Background
Davitt Sigerson was born in New York City.
composer novelist vocalist record producer
Davitt Sigerson was born in New York City.
Sigerson was a record producer, singer, songwriter, record company executive, and journalist. He went to school and Oxford University in the United Kingdom. He then wrote about music for Black Music, Sounds, Melody Maker, and Time Out in the United Kingdom, before returning to the United States in 1979 where he also wrote for The Village Voice, Rolling Stone and The New York Times. In 1976, he arranged a version of the Gamble and Huff song "Foreign the Love of Money", released by the Disco Dub Band on the Movers label.
In the early 1980s he released two solo albums for ZE Records as a singer-songwriter, "Davitt Sigerson" (1980) and "Falling In Love Again" (1984).
Also that year, he wrote and produced "Number Time To Stop Believing" under the band name Daisy Chain.

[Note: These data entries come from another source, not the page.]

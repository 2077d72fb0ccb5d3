//! Reference entities fetched from the store before a seeding run.

use serde::{Deserialize, Serialize};

use super::id::{CustomerId, ProductId, VariantId};

/// A customer that synthesized orders can be associated with.
#[derive(Debug, Clone, PartialEq, Eq, Serialize, Deserialize)]
pub struct Customer {
    /// Customer global ID.
    pub id: CustomerId,
    /// Display name, when the store exposes one.
    pub display_name: Option<String>,
}

impl Customer {
    /// Create a customer with only an ID.
    #[must_use]
    pub const fn new(id: CustomerId) -> Self {
        Self {
            id,
            display_name: None,
        }
    }
}

/// An orderable variant of a product.
#[derive(Debug, Clone, PartialEq, Eq, Serialize, Deserialize)]
pub struct Variant {
    /// Variant global ID.
    pub id: VariantId,
    /// Variant title (combination of option values).
    pub title: String,
    /// SKU code.
    pub sku: Option<String>,
}

/// A product together with its variants.
#[derive(Debug, Clone, PartialEq, Eq, Serialize, Deserialize)]
pub struct Product {
    /// Product global ID.
    pub id: ProductId,
    /// Product title.
    pub title: String,
    /// Vendor name.
    pub vendor: Option<String>,
    /// Variants, in the order the store returned them.
    pub variants: Vec<Variant>,
}

impl Product {
    /// The variant used when this product is added to a synthesized order.
    ///
    /// Always the first variant; `None` for products without variants.
    #[must_use]
    pub fn orderable_variant(&self) -> Option<&Variant> {
        self.variants.first()
    }

    /// Whether the product can be sampled into an order.
    #[must_use]
    pub fn is_orderable(&self) -> bool {
        !self.variants.is_empty()
    }
}

#[cfg(test)]
mod tests {
    use super::*;

    fn variant(n: u64) -> Variant {
        Variant {
            id: VariantId::from_numeric(n),
            title: format!("Variant {n}"),
            sku: Some(format!("SKU-{n}")),
        }
    }

    #[test]
    fn test_orderable_variant_is_first() {
        let product = Product {
            id: ProductId::from_numeric(1),
            title: "Dried Mango".to_string(),
            vendor: Some("Orchard Snacks".to_string()),
            variants: vec![variant(10), variant(11)],
        };

        assert!(product.is_orderable());
        assert_eq!(
            product.orderable_variant().map(|v| v.id.clone()),
            Some(VariantId::from_numeric(10))
        );
    }

    #[test]
    fn test_product_without_variants_is_not_orderable() {
        let product = Product {
            id: ProductId::from_numeric(2),
            title: "Gift Wrap".to_string(),
            vendor: None,
            variants: vec![],
        };

        assert!(!product.is_orderable());
        assert!(product.orderable_variant().is_none());
    }
}
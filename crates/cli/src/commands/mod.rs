//! Subcommand implementations.

pub mod orders;
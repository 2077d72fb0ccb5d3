//! Application state shared across handlers.

use std::sync::Arc;

use tokio_util::sync::CancellationToken;

use crate::config::SeedingConfig;
use crate::seeding::{BatchOrchestrator, OrderGateway, RandomSource, ReferenceSource, ThreadRandom};
use crate::shopify::AdminClient;

/// Application state shared across all handlers.
#[derive(Clone)]
pub struct AppState {
    inner: Arc<AppStateInner>,
}

struct AppStateInner {
    config: SeedingConfig,
    references: Arc<dyn ReferenceSource>,
    gateway: Arc<dyn OrderGateway>,
    rng: Arc<dyn RandomSource>,
    shutdown: CancellationToken,
}

impl AppState {
    /// Build state from explicit collaborators.
    #[must_use]
    pub fn new(
        config: SeedingConfig,
        references: Arc<dyn ReferenceSource>,
        gateway: Arc<dyn OrderGateway>,
        rng: Arc<dyn RandomSource>,
    ) -> Self {
        Self {
            inner: Arc::new(AppStateInner {
                config,
                references,
                gateway,
                rng,
                shutdown: CancellationToken::new(),
            }),
        }
    }

    /// Build state backed by a Shopify Admin client and the thread RNG.
    #[must_use]
    pub fn with_shopify(config: SeedingConfig, client: AdminClient) -> Self {
        let client = Arc::new(client);
        Self::new(config, client.clone(), client, Arc::new(ThreadRandom))
    }

    /// Seeding defaults.
    #[must_use]
    pub fn config(&self) -> &SeedingConfig {
        &self.inner.config
    }

    /// Where reference data is fetched from.
    #[must_use]
    pub fn references(&self) -> &dyn ReferenceSource {
        self.inner.references.as_ref()
    }

    /// Orchestrator wired to this state's gateway and RNG.
    #[must_use]
    pub fn orchestrator(&self) -> BatchOrchestrator {
        BatchOrchestrator::new(
            self.inner.gateway.clone(),
            self.inner.rng.clone(),
            &self.inner.config,
        )
    }

    /// Root token cancelled on shutdown; runs derive child tokens from it.
    #[must_use]
    pub fn shutdown_token(&self) -> &CancellationToken {
        &self.inner.shutdown
    }
}
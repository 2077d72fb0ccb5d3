//! Single-order submission with error classification and bounded retry.

use std::sync::Arc;
use std::time::Duration;

use order_seeder_core::OrderRequest;
use tokio_util::sync::CancellationToken;
use tracing::{debug, warn};

use super::error::SeedError;
use super::gateway::{CreateOrderResult, GatewayError, OrderGateway};
use super::report::SubmissionOutcome;

/// Retry behavior of the [`Submitter`].
#[derive(Debug, Clone, Copy, PartialEq, Eq)]
pub struct RetryPolicy {
    /// Maximum remote calls per order, including the first.
    pub max_attempts: u32,
    /// Backoff before the first retry; doubled for each further retry.
    pub initial_backoff: Duration,
    /// Upper bound on the computed backoff.
    pub max_backoff: Duration,
    /// Upper bound on a single remote call.
    pub call_timeout: Duration,
    /// Whether validation rejections are retried.
    pub retry_rejections: bool,
    /// Fixed backoff before retrying a rejection.
    pub rejection_backoff: Duration,
    /// Whether transport errors other than throttling are retried.
    pub retry_transport_errors: bool,
}

impl Default for RetryPolicy {
    fn default() -> Self {
        Self {
            max_attempts: 5,
            initial_backoff: Duration::from_secs(2),
            max_backoff: Duration::from_secs(60),
            call_timeout: Duration::from_secs(30),
            retry_rejections: false,
            rejection_backoff: Duration::from_secs(1),
            retry_transport_errors: false,
        }
    }
}

impl RetryPolicy {
    /// Backoff before retry number `retry` (1-based), capped at `max_backoff`.
    #[must_use]
    pub fn backoff(&self, retry: u32) -> Duration {
        let factor = 2_u32.saturating_pow(retry.saturating_sub(1));
        self.initial_backoff
            .saturating_mul(factor)
            .min(self.max_backoff)
    }
}

/// Submits orders through an [`OrderGateway`].
#[derive(Clone)]
pub struct Submitter {
    gateway: Arc<dyn OrderGateway>,
    policy: RetryPolicy,
}

impl Submitter {
    /// Create a submitter.
    #[must_use]
    pub fn new(gateway: Arc<dyn OrderGateway>, policy: RetryPolicy) -> Self {
        Self { gateway, policy }
    }

    /// Submit `request`, retrying according to the policy.
    ///
    /// Every retry sends a fresh request from `resynthesize`, never the same
    /// payload twice. Throttling is retried until `max_attempts` calls have
    /// been made, waiting at least as long as the server's hint. Rejections
    /// and other transport errors are terminal unless the policy enables
    /// retrying them. A call exceeding `call_timeout` is terminal, since
    /// the order may already exist.
    ///
    /// Cancellation is checked before every call and during backoff.
    pub async fn submit<F>(
        &self,
        request: OrderRequest,
        mut resynthesize: F,
        cancel: &CancellationToken,
    ) -> SubmissionOutcome
    where
        F: FnMut() -> Result<OrderRequest, SeedError> + Send,
    {
        let max_attempts = self.policy.max_attempts.max(1);
        let mut request = request;
        let mut attempt: u32 = 1;

        loop {
            if cancel.is_cancelled() {
                return SubmissionOutcome::Cancelled;
            }

            let call = self.gateway.create_order(&request);
            let Ok(result) = tokio::time::timeout(self.policy.call_timeout, call).await else {
                warn!(attempt, "Order creation timed out");
                return SubmissionOutcome::TransportFailed {
                    cause: format!(
                        "timed out after {} ms",
                        self.policy.call_timeout.as_millis()
                    ),
                };
            };

            let delay = match result {
                Ok(CreateOrderResult::Created { order_id }) => {
                    debug!(%order_id, attempt, "Order created");
                    return SubmissionOutcome::Succeeded {
                        order_id,
                        attempts: attempt,
                    };
                }
                Ok(CreateOrderResult::Rejected { user_errors }) => {
                    if !self.policy.retry_rejections || attempt >= max_attempts {
                        warn!(attempt, errors = ?user_errors, "Order rejected");
                        return SubmissionOutcome::RejectedByServer {
                            field_errors: user_errors,
                        };
                    }
                    warn!(attempt, errors = ?user_errors, "Order rejected, retrying");
                    self.policy.rejection_backoff
                }
                Err(GatewayError::RateLimited { retry_after }) => {
                    if attempt >= max_attempts {
                        warn!(attempt, "Rate limited, retry budget exhausted");
                        return SubmissionOutcome::TransportFailed {
                            cause: format!("rate limited after {attempt} attempts"),
                        };
                    }
                    let delay = self
                        .policy
                        .backoff(attempt)
                        .max(retry_after.unwrap_or_default());
                    warn!(
                        attempt,
                        delay_ms = u64::try_from(delay.as_millis()).unwrap_or(u64::MAX),
                        "Rate limit hit, retrying after delay"
                    );
                    delay
                }
                Err(GatewayError::Transport(cause)) => {
                    if !self.policy.retry_transport_errors || attempt >= max_attempts {
                        warn!(attempt, %cause, "Order creation failed");
                        return SubmissionOutcome::TransportFailed { cause };
                    }
                    warn!(attempt, %cause, "Order creation failed, retrying");
                    self.policy.backoff(attempt)
                }
            };

            tokio::select! {
                () = cancel.cancelled() => return SubmissionOutcome::Cancelled,
                () = tokio::time::sleep(delay) => {}
            }

            request = match resynthesize() {
                Ok(request) => request,
                Err(e) => {
                    return SubmissionOutcome::InsufficientReferenceData {
                        reason: e.to_string(),
                    };
                }
            };
            attempt += 1;
        }
    }
}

In 1990 he recorded a further album, "Experiments In Terror", with keyboardist Bob Thiele Junior., as The Royal Macadamians.
He also wrote songs for or with various artists including Philip Bailey, Prism, John Entwistle of The Who, and Gene Simmons of Kiss, with whom he wrote the song "Good Girl Gone Bad" on the 1987 album Crazy Nights. In addition, he worked as a record producer, producing Olivia Newton-John, The Bangles, Tori Amos and David + David among others
He became president of Polydor Records in 1991.
President of Electric and Music Industries and Chrysalis Records in 1994. And chairman of Island Records from 1998 to 1999. His first novel, Faithful, was published in 2004 by Doubleday in the United States.